# Jupiter inlet + Drone + sunk boat.



## Boat-Dude (Sep 24, 2011)

Drone captures boat sink really fast. Horrible

https://www.instagram.com/p/Baz5WKWlIrv/


----------



## DAWGONIT (Jan 16, 2009)

:-(


----------



## kingfish501 (Oct 7, 2007)

He made several mistakes there and it cost him.


----------



## daniel9829 (Jan 31, 2009)

Damn, I am a new boater what caused the wave to shove him down?


----------



## Boardfeet (Sep 27, 2007)

Submarined
That really sucks.


----------



## stevenattsu (Apr 24, 2009)

He was hogging


----------



## kingfish501 (Oct 7, 2007)

daniel9829 said:


> Damn, I am a new boater what caused the wave to shove him down?


Wave duration.
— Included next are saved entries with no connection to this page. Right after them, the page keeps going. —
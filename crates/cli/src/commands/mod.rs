//! Command implementations.

pub mod customers;
pub mod jobs;
pub mod migrate;
pub mod orders;
pub mod products;
pub mod seed;

use serde::Serialize;
use thiserror::Error;

use crm::db::{PgStore, create_lazy_pool, create_pool};
use crm::jobs::JobError;
use crm::{CrmConfig, MutationEngine, MutationError};

/// Errors that can occur while running a command.
#[derive(Debug, Error)]
pub enum CliError {
    /// Database connection error.
    #[error("Database connection error: {0}")]
    Database(#[from] sqlx::Error),

    /// Migration error.
    #[error("Migration error: {0}")]
    Migration(#[from] sqlx::migrate::MigrateError),

    /// A mutation was rejected.
    #[error(transparent)]
    Mutation(#[from] MutationError),

    /// A scheduled job failed.
    #[error("Job failed: {0}")]
    Job(JobError),

    /// An input file could not be read.
    #[error("Failed to read {path}: {source}")]
    ReadFile {
        path: String,
        #[source]
        source: std::io::Error,
    },

    /// JSON could not be parsed or printed.
    #[error("JSON error: {0}")]
    Json(#[from] serde_json::Error),
}

impl From<JobError> for CliError {
    fn from(err: JobError) -> Self {
        match err {
            JobError::Mutation(e) => Self::Mutation(e),
            other => Self::Job(other),
        }
    }
}

/// Connect to the configured database and build a mutation engine over it.
pub async fn connect(config: &CrmConfig) -> Result<MutationEngine<PgStore>, CliError> {
    tracing::info!("Connecting to CRM database...");
    let pool = create_pool(&config.database_url, config.max_connections).await?;
    Ok(MutationEngine::new(PgStore::new(pool)))
}

/// Like [`connect`], but defers connecting until the store is first used.
pub fn connect_lazy(config: &CrmConfig) -> Result<MutationEngine<PgStore>, CliError> {
    let pool = create_lazy_pool(&config.database_url, config.max_connections)?;
    Ok(MutationEngine::new(PgStore::new(pool)))
}

/// Print `value` to stdout as pretty JSON.
#[allow(clippy::print_stdout)]
pub fn print_json<T: Serialize>(value: &T) -> Result<(), CliError> {
    println!("{}", serde_json::to_string_pretty(value)?);
    Ok(())
}
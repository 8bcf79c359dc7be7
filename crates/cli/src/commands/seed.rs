//! Seed the database with demo customers and products.
//!
//! Records go through the mutation engine, so seeding twice reports the
//! existing customers and products instead of duplicating them. A demo
//! product counts as existing when a product with the same name does.

use rust_decimal::Decimal;
use serde::Serialize;
use tracing::{info, warn};

use crm::models::{Customer, CustomerInput, Product, ProductInput};
use crm::{Clock, CrmConfig, CrmStore, MutationEngine, MutationError};

use super::{CliError, connect, print_json};

#[derive(Debug, Serialize)]
struct SeedReport {
    customers: Vec<Customer>,
    products: Vec<Product>,
    errors: Vec<String>,
}

fn demo_customers() -> Vec<CustomerInput> {
    vec![
        CustomerInput::new("John Doe", "john@example.com", Some("+1234567890")),
        CustomerInput::new("Jane Smith", "jane@example.com", None),
    ]
}

fn demo_products() -> Vec<ProductInput> {
    vec![
        ProductInput::new("Laptop", Decimal::new(99_999, 2), Some(5)),
        ProductInput::new("Phone", Decimal::new(49_999, 2), Some(10)),
        ProductInput::new("Headphones", Decimal::new(5_999, 2), Some(25)),
    ]
}

async fn seed<S: CrmStore, C: Clock>(
    engine: &MutationEngine<S, C>,
) -> Result<SeedReport, MutationError> {
    let imported = engine.bulk_create_customers(&demo_customers()).await?;
    let mut errors = imported.errors;

    let mut products = Vec::new();
    for input in demo_products() {
        if engine.find_product_by_name(&input.name).await?.is_some() {
            errors.push(format!("Product '{}' already exists", input.name));
            continue;
        }
        products.push(engine.create_product(&input).await?);
    }

    Ok(SeedReport {
        customers: imported.customers,
        products,
        errors,
    })
}

/// Insert the demo data and print what was created.
pub async fn run(config: &CrmConfig) -> Result<(), CliError> {
    let engine = connect(config).await?;
    let report = seed(&engine).await?;

    for err in &report.errors {
        warn!("Skipped demo record: {err}");
    }
    info!(
        customers = report.customers.len(),
        products = report.products.len(),
        "Database seeded"
    );
    print_json(&report)
}

#[cfg(test)]
#[allow(clippy::unwrap_used)]
mod tests {
    use crm::{CrmTransaction, MemoryStore};

    use super::*;

    #[tokio::test]
    async fn test_demo_data_is_valid() {
        let engine = MutationEngine::new(MemoryStore::new());

        let report = seed(&engine).await.unwrap();
        assert_eq!(report.customers.len(), 2);
        assert_eq!(report.products.len(), 3);
        assert!(report.errors.is_empty());
    }

    #[tokio::test]
    async fn test_seeding_twice_creates_nothing_new() {
        let engine = MutationEngine::new(MemoryStore::new());
        seed(&engine).await.unwrap();

        let again = seed(&engine).await.unwrap();
        assert!(again.customers.is_empty());
        assert!(again.products.is_empty());
        assert_eq!(
            again.errors,
            [
                "Row 1: Email 'john@example.com' already exists",
                "Row 2: Email 'jane@example.com' already exists",
                "Product 'Laptop' already exists",
                "Product 'Phone' already exists",
                "Product 'Headphones' already exists",
            ]
        );

        let mut tx = engine.store().begin().await.unwrap();
        let summary = tx.summary().await.unwrap();
        assert_eq!(summary.customers, 2);
    }
}
//! CRM CLI - Migrations, seeding, mutations and scheduled jobs.
//!
//! # Usage
//!
//! ```bash
//! # Apply database migrations
//! crm migrate
//!
//! # Load demo customers and products
//! crm seed
//!
//! # Create records
//! crm customer create -n "Ann Lee" -e ann@example.com -p "+1 555 123 4567"
//! crm customer import customers.json
//! crm product create -n Laptop --price 999.99 --stock 5
//! crm order create -c 1 -p 1 -p 2
//!
//! # Run a scheduled job once
//! crm job heartbeat
//! crm job low-stock --threshold 10 --increment 10
//! ```
//!
//! # Commands
//!
//! - `migrate` - Run database migrations
//! - `seed` - Seed the database with demo data
//! - `customer` / `product` / `order` - Run mutations, print results as JSON
//! - `job` - Run one scheduled job

#![cfg_attr(not(test), forbid(unsafe_code))]

use std::path::PathBuf;
use std::process::ExitCode;

use chrono::{DateTime, Utc};
use clap::{Parser, Subcommand};
use rust_decimal::Decimal;

use crm::CrmConfig;
use crm_core::{CustomerId, OrderId, ProductId};

mod commands;

use commands::CliError;

#[derive(Parser)]
#[command(name = "crm")]
#[command(author, version, about = "CRM backend tools")]
struct Cli {
    #[command(subcommand)]
    command: Commands,
}

#[derive(Subcommand)]
enum Commands {
    /// Run database migrations
    Migrate,
    /// Seed the database with demo customers and products
    Seed,
    /// Manage customers
    Customer {
        #[command(subcommand)]
        action: CustomerAction,
    },
    /// Manage products
    Product {
        #[command(subcommand)]
        action: ProductAction,
    },
    /// Manage orders
    Order {
        #[command(subcommand)]
        action: OrderAction,
    },
    /// Run a scheduled job once
    Job {
        #[command(subcommand)]
        job: JobKind,
    },
}

#[derive(Subcommand)]
enum CustomerAction {
    /// Create a customer
    Create {
        /// Customer name
        #[arg(short, long)]
        name: String,

        /// Customer email address
        #[arg(short, long)]
        email: String,

        /// Optional phone number
        #[arg(short, long)]
        phone: Option<String>,
    },
    /// Create customers from a JSON array of `{name, email, phone?}`
    Import {
        /// Path to the JSON file
        file: PathBuf,
    },
    /// Delete a customer and its orders
    Delete {
        /// Customer ID
        id: CustomerId,
    },
}

#[derive(Subcommand)]
enum ProductAction {
    /// Create a product
    Create {
        /// Product name
        #[arg(short, long)]
        name: String,

        /// Unit price
        #[arg(long)]
        price: Decimal,

        /// Units on hand (default: 0)
        #[arg(long)]
        stock: Option<i32>,
    },
    /// Change a product's price
    SetPrice {
        /// Product ID
        id: ProductId,

        /// New unit price
        #[arg(long)]
        price: Decimal,
    },
}

#[derive(Subcommand)]
enum OrderAction {
    /// Create an order
    Create {
        /// Customer ID
        #[arg(short, long)]
        customer: CustomerId,

        /// Product ID (repeat for several products)
        #[arg(short, long = "product")]
        products: Vec<ProductId>,

        /// Order date, RFC 3339 (default: now)
        #[arg(long)]
        date: Option<DateTime<Utc>>,
    },
    /// Show an order
    Show {
        /// Order ID
        id: OrderId,
    },
}

#[derive(Subcommand)]
enum JobKind {
    /// Log a heartbeat and ping the database
    Heartbeat,
    /// Restock products below a stock threshold
    LowStock {
        /// Restock products with stock below this (default: `LOW_STOCK_THRESHOLD`)
        #[arg(long)]
        threshold: Option<i32>,

        /// Units to add (default: `LOW_STOCK_INCREMENT`)
        #[arg(long)]
        increment: Option<i32>,
    },
    /// Log reminders for recent orders
    OrderReminders {
        /// Look-back window in days (default: `ORDER_REMINDER_WINDOW_DAYS`)
        #[arg(long)]
        days: Option<i64>,
    },
    /// Log customer, order and revenue totals
    Report,
}

#[tokio::main]
async fn main() -> ExitCode {
    let cli = Cli::parse();

    let config = match CrmConfig::from_env() {
        Ok(config) => config,
        Err(e) => {
            let _guard = crm::telemetry::init(None);
            tracing::error!("Configuration error: {e}");
            return ExitCode::FAILURE;
        }
    };

    let _sentry_guard = crm::telemetry::init(config.sentry.as_ref());

    match run(cli, &config).await {
        Ok(()) => ExitCode::SUCCESS,
        Err(CliError::Mutation(e)) => {
            tracing::debug!(kind = ?e.kind(), "Mutation rejected");
            if let Err(print_err) = commands::print_json(&e.payload()) {
                tracing::error!("Command failed: {print_err}");
            }
            ExitCode::FAILURE
        }
        Err(e) => {
            tracing::error!("Command failed: {e}");
            ExitCode::FAILURE
        }
    }
}

async fn run(cli: Cli, config: &CrmConfig) -> Result<(), CliError> {
    match cli.command {
        Commands::Migrate => commands::migrate::run(config).await,
        Commands::Seed => commands::seed::run(config).await,
        Commands::Customer { action } => match action {
            CustomerAction::Create { name, email, phone } => {
                commands::customers::create(config, name, email, phone).await
            }
            CustomerAction::Import { file } => commands::customers::import(config, &file).await,
            CustomerAction::Delete { id } => commands::customers::delete(config, id).await,
        },
        Commands::Product { action } => match action {
            ProductAction::Create { name, price, stock } => {
                commands::products::create(config, name, price, stock).await
            }
            ProductAction::SetPrice { id, price } => {
                commands::products::set_price(config, id, price).await
            }
        },
        Commands::Order { action } => match action {
            OrderAction::Create {
                customer,
                products,
                date,
            } => commands::orders::create(config, customer, products, date).await,
            OrderAction::Show { id } => commands::orders::show(config, id).await,
        },
        Commands::Job { job } => match job {
            JobKind::Heartbeat => commands::jobs::heartbeat(config).await,
            JobKind::LowStock {
                threshold,
                increment,
            } => commands::jobs::low_stock(config, threshold, increment).await,
            JobKind::OrderReminders { days } => commands::jobs::order_reminders(config, days).await,
            JobKind::Report => commands::jobs::report(config).await,
        },
    }
}
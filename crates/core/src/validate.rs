//! Stateless validation predicates.
//!
//! These are the rules every customer and product write is checked against.
//! They never fail loudly: each returns `false` for a rejected value and the
//! caller decides which error to surface.

use std::sync::LazyLock;

use regex::Regex;
use rust_decimal::Decimal;

/// Permissive phone grammar.
///
/// Optional leading `+`, a 1-4 digit country code, an optional area code of
/// 1-3 digits (optionally parenthesized), then two groups of 3-4 digits.
/// Any component may be followed by one `-`, `.` or whitespace separator.
static PHONE_RE: LazyLock<Regex> = LazyLock::new(|| {
    Regex::new(r"^\+?\d{1,4}[-.\s]?\(?\d{1,3}\)?[-.\s]?\d{3,4}[-.\s]?\d{3,4}$")
        .expect("Invalid regex")
});

/// Returns `true` if the phone is absent or matches the phone grammar.
///
/// `None`, the empty string and whitespace-only strings all count as absent.
///
/// ```
/// use crm_core::validate_phone;
///
/// assert!(validate_phone(None));
/// assert!(validate_phone(Some("")));
/// assert!(validate_phone(Some("+1234567890")));
/// assert!(validate_phone(Some("123-456-7890")));
/// assert!(!validate_phone(Some("12345")));
/// ```
#[must_use]
pub fn validate_phone(phone: Option<&str>) -> bool {
    match phone.map(str::trim) {
        None | Some("") => true,
        Some(phone) => PHONE_RE.is_match(phone),
    }
}

/// Largest storable price, the bound of a `NUMERIC(10,2)` column.
// 9_999_999_999 = 0x2_540B_E3FF, scale 2 (`Decimal::new` is not const).
pub const MAX_PRICE: Decimal = Decimal::from_parts(0x540B_E3FF, 2, 0, false, 2);

/// Returns `true` iff the price is strictly positive. Zero is invalid.
#[must_use]
pub fn validate_price(price: Decimal) -> bool {
    price > Decimal::ZERO
}

/// Returns `true` iff the stock level is non-negative.
#[must_use]
pub const fn validate_stock(stock: i32) -> bool {
    stock >= 0
}

#[cfg(test)]
mod tests {
    use super::*;

    #[test]
    fn test_absent_phone_is_valid() {
        assert!(validate_phone(None));
        assert!(validate_phone(Some("")));
        assert!(validate_phone(Some("   ")));
    }

    #[test]
    fn test_common_phone_formats() {
        for phone in [
            "+1234567890",
            "123-456-7890",
            "555.123.4567",
            "555 123 4567",
            "+1 (555) 123-4567",
            "+44 20 7946 0958",
            "12345678",
        ] {
            assert!(validate_phone(Some(phone)), "expected {phone:?} to be valid");
        }
    }

    #[test]
    fn test_rejects_missing_digit_groups() {
        for phone in [
            "12345",
            "1234567",
            "123-45",
            "+1-555-123",
            "phone",
            "123--456-7890",
            "555-123-4567 ext 9",
            "++1234567890",
        ] {
            assert!(!validate_phone(Some(phone)), "expected {phone:?} to be invalid");
        }
    }

    #[test]
    fn test_price_boundaries() {
        assert!(!validate_price(Decimal::ZERO));
        assert!(!validate_price(Decimal::new(-1, 2)));
        assert!(validate_price(Decimal::new(1, 2)));
        assert!(validate_price(Decimal::new(99_999, 2)));
    }

    #[test]
    fn test_max_price_value() {
        assert_eq!(MAX_PRICE.to_string(), "99999999.99");
    }

    #[test]
    fn test_stock_boundaries() {
        assert!(validate_stock(0));
        assert!(validate_stock(25));
        assert!(!validate_stock(-1));
    }
}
Too close between waves for the length of his boat. He basically plowed into the bottom of the trough. He should have 1) trimmed the bow up 2) angled instead of heading straight in 3) adjusted his speed to stay on the back of a wave....or when all else fails, back in.

I used to run a 21 foot Stamas in and out of the pass here and those are some extremely bow heavy boats. Backed through the pass several times rather than bow plunge. With my flats boat, I would turn on the face of the waves and literally surf in.


----------



## kanaka (Oct 3, 2007)

kingfish501 said:


> He made several mistakes there and it cost him.


Please elaborate on mistakes. Ahhh, you posted while I was typing.
I've come thru East Pass and have had waves just drop out from under me leaving me in the trough headed straight into the backside of the wave in front.
Did see that pretty blue water coming over the bow and into the boat about ankle deep. :no: Did'nt want to look down.


----------



## sealark (Sep 27, 2007)

kanaka said:


> Please elaborate on mistakes. Ahhh, you posted while I was typing.
> I've come thru East Pass and have had waves just drop out from under me leaving me in the trough headed straight into the backside of the wave in front.
> Did see that pretty blue water coming over the bow and into the boat about ankle deep. :no: Did'nt want to look down.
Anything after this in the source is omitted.